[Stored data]
------------------------------------------------------------------------

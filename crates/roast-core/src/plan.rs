// crates/roast-core/src/plan.rs
// ============================================================================
// Module: Class Plans
// Description: Per-class execution plan produced by the runner.
// Purpose: Record which selected cases run and which are skipped, and why.
// Dependencies: crate::skip
// ============================================================================

//! ## Overview
//! A [`ClassPlan`] lists the selected cases of one class in declaration
//! order with a [`Disposition`] for each.

use crate::skip::SkipReason;

/// What the lifecycle manager should do with a selected case.
#[derive(Debug, Clone, PartialEq, Eq)]
pub enum Disposition {
    /// Execute the case body.
    Run,
    /// Record a skip without touching the fixture.
    Skip(SkipReason),
}

/// A selected case and its disposition.
#[derive(Debug, Clone, PartialEq, Eq)]
pub struct PlannedCase {
    /// Index of the case within its class.
    pub index: usize,
    /// Planned disposition.
    pub disposition: Disposition,
}

/// Ordered plan for one class.
#[derive(Debug, Clone, Default, PartialEq, Eq)]
pub struct ClassPlan {
    /// Selected cases in declaration order.
    pub entries: Vec<PlannedCase>,
}

impl ClassPlan {
    /// Returns true when at least one case will execute.
    #[must_use]
    pub fn has_runnable(&self) -> bool {
        self.entries.iter().any(|entry| entry.disposition == Disposition::Run)
    }

    /// Returns the number of selected cases.
    #[must_use]
    pub fn len(&self) -> usize {
        self.entries.len()
    }

    /// Returns true when no case is selected.
    #[must_use]
    pub fn is_empty(&self) -> bool {
        self.entries.is_empty()
    }
}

------------------------------------------------------------------------

* **Assigned task**
Among the lines of the records above, count those holding the string "cases", and report only the number.

* **Answer area**
4